If you are using a released version of Kubernetes, you should
refer to the docs that go with that version.

Documentation for other releases can be found at
[releases.k8s.io](http://releases.k8s.io).
</strong>
--

<!-- END STRIP_FOR_RELEASE -->

<!-- END MUNGE: UNVERSIONED_WARNING -->

# Support HostPath volume existence qualifiers

## Introduction

A Host volume source is probably the simplest volume type to define, needing
only a single path. However, that simplicity comes with many assumptions and
caveats.

This proposal describes one of the issues associated with Host volumes &mdash;
their silent and implicit creation of directories on the host &mdash; and
proposes a solution.

## Problem

Right now, under Docker, when a bindmount references a hostPath, that path will
be created as an empty directory, owned by root, if it does not already exist.
This is rarely what the user actually wants because hostPath volumes are
typically used to express a dependency on an existing external file or
directory.
This concern was raised during the [initial
implementation](https://github.com/docker/docker/issues/1279#issuecomment-22965058)
of this behavior in Docker and it was suggested that orchestration systems
could better manage volume creation than Docker, but Docker does so as well
anyways.

To fix this problem, I propose allowing a pod to specify whether a given
hostPath should exist prior to the pod running, whether it should be created,
and what it should exist as.
I also propose the inclusion of a default value which matches the current
behavior to ensure backwards compatibility.

To understand exactly when this behavior will or won't be correct, it's
important to look at the use-cases of Host Volumes.
The table below broadly classifies the use-case of Host Volumes and asserts
whether this change would be of benefit to that use-case.

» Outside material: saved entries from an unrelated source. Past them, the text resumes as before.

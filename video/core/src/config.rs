use cosmo_rcp::tmem::TMEM_TEXTURE_HALF;
use crate::error::ConfigError;

/// How finished display lists are handed to the coprocessor.
#[derive(Copy, Clone, Debug, Default, PartialEq, Eq)]
pub enum SubmitPolicy {
    /// Rotate through the lists; the CPU builds frame N+1 while the
    /// coprocessor reads frame N.
    #[default]
    RoundRobin,
    /// Wait for each list to retire before building the next one.
    Synchronous,
}

#[derive(Copy, Clone, Debug, PartialEq, Eq)]
pub struct VideoConfig {
    pub game_width: u16,
    pub game_height: u16,
    pub text_width: u16,
    pub text_height: u16,
    pub display_width: u16,
    pub display_height: u16,
    /// Bytes of texture memory one band may occupy.
    pub tmem_limit: usize,
    pub display_lists: usize,
    pub submit_policy: SubmitPolicy,
}

impl Default for VideoConfig {
    fn default() -> Self {
        Self {
            game_width: 320,
            game_height: 200,
            text_width: 640,
            text_height: 400,
            display_width: 320,
            display_height: 240,
            tmem_limit: 2048,
            display_lists: 2,
            submit_policy: SubmitPolicy::RoundRobin,
        }
    }
}

impl VideoConfig {
    pub fn validate(&self) -> Result<(), ConfigError> {
        if self.game_width == 0 || self.game_height == 0 {
            return Err(ConfigError::ZeroSize("game surface"))
        }
        if self.text_width == 0 || self.text_height == 0 {
            return Err(ConfigError::ZeroSize("text surface"))
        }
        if self.display_width == 0 || self.display_height == 0 {
            return Err(ConfigError::ZeroSize("display"))
        }
        if self.tmem_limit == 0 {
            return Err(ConfigError::ZeroSize("tile memory limit"))
        }
        if self.tmem_limit > TMEM_TEXTURE_HALF {
            return Err(ConfigError::TmemLimitTooLarge(self.tmem_limit))
        }
        if self.display_lists == 0 {
            return Err(ConfigError::NoDisplayLists)
        }
        if self.submit_policy == SubmitPolicy::RoundRobin && self.display_lists < 2 {
            return Err(ConfigError::RoundRobinNeedsTwoLists)
        }
        Ok(())
    }
}

#[cfg(test)]
mod tests {
    use super::*;

    #[test]
    fn defaults_are_the_console_geometry() {
        let c = VideoConfig::default();
        assert_eq!(c.validate(), Ok(()));
        assert_eq!((c.game_width, c.game_height), (320, 200));
        assert_eq!((c.display_width, c.display_height), (320, 240));
        assert_eq!(c.tmem_limit, 2048);
    }

    #[test]
    fn validation() {
        let c = VideoConfig { display_lists: 1, ..VideoConfig::default() };
        assert_eq!(c.validate(), Err(ConfigError::RoundRobinNeedsTwoLists));

        let c = VideoConfig { display_lists: 1, submit_policy: SubmitPolicy::Synchronous, ..VideoConfig::default() };
        assert_eq!(c.validate(), Ok(()));

        let c = VideoConfig { display_lists: 0, submit_policy: SubmitPolicy::Synchronous, ..VideoConfig::default() };
        assert_eq!(c.validate(), Err(ConfigError::NoDisplayLists));

        let c = VideoConfig { tmem_limit: 4096, ..VideoConfig::default() };
        assert_eq!(c.validate(), Err(ConfigError::TmemLimitTooLarge(4096)));

        let c = VideoConfig { text_height: 0, ..VideoConfig::default() };
        assert_eq!(c.validate(), Err(ConfigError::ZeroSize("text surface")));
    }
}
use cosmo_rcp::color::pack_rgb;

#[derive(Copy, Clone, Debug, Default, PartialEq, Eq, Hash)]
pub struct Rgb {
    pub r: u8,
    pub g: u8,
    pub b: u8,
}

impl Rgb {
    pub const BLACK: Rgb = Rgb::new(0, 0, 0);
    pub const WHITE: Rgb = Rgb::new(0xFF, 0xFF, 0xFF);

    pub const fn new(r: u8, g: u8, b: u8) -> Self {
        Self { r, g, b }
    }

    pub const fn from_hex(v: u32) -> Self {
        Self::new((v >> 16) as u8, (v >> 8) as u8, v as u8)
    }

    /// RGBA5551 as the display unit scans it out.
    #[inline(always)]
    pub const fn to_native(self) -> u16 {
        pack_rgb(self.r, self.g, self.b)
    }
}

/// The game's EGA colour table. 8-15 repeat the low-intensity colours so
/// that 16-23 can be addressed as "index + 8" by the fade-in.
pub const EGA_COLORS: [Rgb; 24] = [
    Rgb::from_hex(0x000000),
    Rgb::from_hex(0x0000AA),
    Rgb::from_hex(0x00AA00),
    Rgb::from_hex(0x00AAAA),
    Rgb::from_hex(0xAA0000),
    Rgb::from_hex(0xAA00AA),
    Rgb::from_hex(0xAA5500),
    Rgb::from_hex(0xAAAAAA),

    Rgb::from_hex(0x000000),
    Rgb::from_hex(0x0000AA),
    Rgb::from_hex(0x00AA00),
    Rgb::from_hex(0x00AAAA),
    Rgb::from_hex(0xAA0000),
    Rgb::from_hex(0xAA00AA),
    Rgb::from_hex(0xAA5500),
    Rgb::from_hex(0xAAAAAA),

    Rgb::from_hex(0x555555),
    Rgb::from_hex(0x5555FF),
    Rgb::from_hex(0x55FF55),
    Rgb::from_hex(0x55FFFF),
    Rgb::from_hex(0xFF5555),
    Rgb::from_hex(0xFF55FF),
    Rgb::from_hex(0xFFFF55),
    Rgb::from_hex(0xFFFFFF),
];

pub const EGA_BLACK: u8 = 0;
pub const EGA_WHITE: u8 = 23;

#[cfg(test)]
mod tests {
    use super::*;

    #[test]
    fn native_conversion_is_the_5551_formula() {
        for c in EGA_COLORS {
            let expect = ((c.r as u16 >> 3) << 11) | ((c.g as u16 >> 3) << 6) | ((c.b as u16 >> 3) << 1) | 1;
            assert_eq!(c.to_native(), expect);
            assert_eq!(c.to_native(), c.to_native());
        }
        assert_eq!(EGA_COLORS[EGA_WHITE as usize], Rgb::WHITE);
        assert_eq!(EGA_COLORS[EGA_BLACK as usize].to_native(), 0x0001);
    }
}
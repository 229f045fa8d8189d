#![cfg_attr(not(test), no_std)]
#![allow(clippy::single_match)]
extern crate alloc;

pub mod backend;
pub mod band;
pub mod blit;
pub mod color;
pub mod config;
pub mod error;
pub mod fade;
pub mod font;
pub mod palette;
pub mod present;
pub mod scheduler;
pub mod surface;
pub mod ticker;
pub mod tile;
pub mod video;

pub use backend::{RasterizerBackend, rdp::RdpBackend};
pub use band::{BandDraw, BandPlan, BandStep, RowMapping};
pub use blit::{HighlightPattern, Rect, TileBlitter};
pub use color::{Rgb, EGA_COLORS};
pub use config::{SubmitPolicy, VideoConfig};
pub use error::{BackendError, ConfigError, PaletteError, PlanError, VideoError};
pub use fade::{Fade, FADE_STEPS};
pub use font::BitmapFont;
pub use palette::{Palette, PaletteSlot, set_colors, set_single_color};
pub use surface::Surface;
pub use ticker::{NoopTicker, Ticker};
pub use tile::{Tile, TileKind, TILE_HEIGHT, TILE_WIDTH, TRANSPARENT_COLOR};
pub use video::{Mode, VideoContext};
use cosmo_rcp::{RdpError, RdramError};
use thiserror::Error;

#[derive(Copy, Clone, Debug, PartialEq, Eq, Error)]
pub enum PaletteError {
    /// No palette was supplied.
    #[error("no palette")]
    Missing,
    #[error("palette entries {}..{} out of range", first, first + count)]
    OutOfRange { first: usize, count: usize },
}

impl PaletteError {
    /// Negative status code for callers that only look at a return value.
    pub fn code(&self) -> i32 {
        match self {
            PaletteError::Missing => -1,
            PaletteError::OutOfRange { .. } => -2,
        }
    }
}

#[derive(Copy, Clone, Debug, PartialEq, Eq, Error)]
pub enum PlanError {
    #[error("surface or display has a zero dimension")]
    ZeroDimension,
    /// No column split of the surface fits a band into the tile-memory ceiling.
    #[error("cannot split {src_width} source columns onto {dst_width} display columns within {limit} bytes")]
    NoColumnSplit { src_width: u16, dst_width: u16, limit: usize },
    /// The vertical step does not fit the rasterizer's fixed-point field.
    #[error("texture step out of range")]
    StepOutOfRange,
}

#[derive(Copy, Clone, Debug, PartialEq, Eq, Error)]
pub enum ConfigError {
    #[error("{0} has a zero dimension")]
    ZeroSize(&'static str),
    #[error("at least one display list is required")]
    NoDisplayLists,
    /// Round-robin submission needs a second list to build into.
    #[error("round-robin submission needs two or more display lists")]
    RoundRobinNeedsTwoLists,
    #[error("tile memory limit {0} exceeds the texture half of tmem")]
    TmemLimitTooLarge(usize),
}

#[derive(Copy, Clone, Debug, PartialEq, Eq, Error)]
pub enum BackendError {
    #[error("publish failed: {0}")]
    Memory(#[from] RdramError),
    #[error("display list failed: {0}")]
    Command(#[from] RdpError),
}

#[derive(Copy, Clone, Debug, PartialEq, Eq, Error)]
pub enum VideoError {
    #[error("invalid video config: {0}")]
    Config(#[from] ConfigError),
    #[error("band plan: {0}")]
    Plan(#[from] PlanError),
    #[error(transparent)]
    Backend(#[from] BackendError),
    #[error(transparent)]
    Palette(#[from] PaletteError),
    #[error("out of dma memory allocating {requested} bytes")]
    OutOfDmaMemory { requested: u32 },
}

#[cfg(test)]
mod tests {
    use super::*;
    use core::error::Error;

    #[test]
    fn messages_and_sources() {
        let e = PaletteError::OutOfRange { first: 14, count: 4 };
        assert_eq!(e.to_string(), "palette entries 14..18 out of range");
        assert_eq!(e.code(), -2);

        let e = VideoError::from(ConfigError::ZeroSize("display"));
        assert_eq!(e.to_string(), "invalid video config: display has a zero dimension");
        assert!(e.source().is_some());

        let e = VideoError::from(BackendError::from(RdramError { addr: 0x40, len: 2 }));
        assert_eq!(e.to_string(), "publish failed: rdram access out of range: 2 bytes at $00000040");

        assert_eq!(VideoError::OutOfDmaMemory { requested: 64 }.to_string(), "out of dma memory allocating 64 bytes");
    }
}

### HostPath volume Use-cases

| Use-case | Description | Examples | Benefits from this change? | Why? |
|:---------|:------------|:---------|:--------------------------:|:-----|
| Accessing an external system, data, or configuration | Data or a unix socket is created by a process on the host, and a pod within kubernetes consumes it | [fluentd-es-addon](https://github.com/kubernetes/kubernetes/blob/74b01041cc3feb2bb731cc243ab0e4515bef9a84/cluster/saltbase/salt/fluentd-es/fluentd-es.yaml#L30), [addon-manager](https://github.com/kubernetes/kubernetes/blob/808f3ecbe673b4127627a457dc77266ede49905d/cluster/gce/coreos/kube-manifests/kube-addon-manager.yaml#L23), [kube-proxy](https://github.com/kubernetes/kubernetes/blob/010c976ce8dd92904a7609483c8e794fd8e94d4e/cluster/saltbase/salt/kube-proxy/kube-proxy.manifest#L65), etc | :white_check_mark: | Fails faster and with more useful messages, and won't run when basic assumptions are false (e.g. that docker is the runtime and the docker.sock exists) |
| Providing data to external systems | Some pods wish to publish data to the host for other systems to consume, sometimes to a generic directory and sometimes to more component-specific ones | Kubelet core components which bindmount their logs out to `/var/log/*.log` so logrotate and other tools work with them | :white_check_mark: | Sometimes, but not always. It's directory-specific whether it not existing will be a problem. |
| Communicating between instances and versions of yourself | A pod can use a hostPath directory as a sort of cache and, as opposed to an emptyDir, persist the directory between versions of itself | [etcd](https://github.com/kubernetes/kubernetes/blob/fac54c9b22eff5c5052a8e3369cf8416a7827d36/cluster/saltbase/salt/etcd/etcd.manifest#L84), caches | :x: | It's pretty much always okay to create them |


### Other motivating factors

One additional motivating factor for this change is that under the rkt runtime
paths are not created when they do not exist. This change moves the management
of these volumes into the Kubelet to the benefit of the rkt container runtime.


## Proposed API Change

### Host Volume

I propose that the
[`v1.HostPathVolumeSource`](https://github.com/kubernetes/kubernetes/blob/d26b4ca2859aa667ad520fb9518e0db67b74216a/pkg/api/types.go#L447-L451)
object be changed to include the following additional field:

`Type` - An optional string of `exists|file|device|socket|directory` - If not
set, it will default to a backwards-compatible default behavior described
below.

| Value | Behavior |
|:------|:---------|
| *unset* | If nothing exists at the given path, an empty directory will be created there. Otherwise, behaves like `exists` |
| `exists` | If nothing exists at the given path, the pod will fail to run and provide an informative error message |
| `file` | If a file does not exist at the given path, the pod will fail to run and provide an informative error message |
| `device` | If a block or character device does not exist at the given path, the pod will fail to run and provide an informative error message |
| `socket` | If a socket does not exist at the given path, the pod will fail to run and provide an informative error message |
Copy link
Contributor

Choose a reason for hiding this comment

The reason will be displayed to describe this comment to others. Learn more.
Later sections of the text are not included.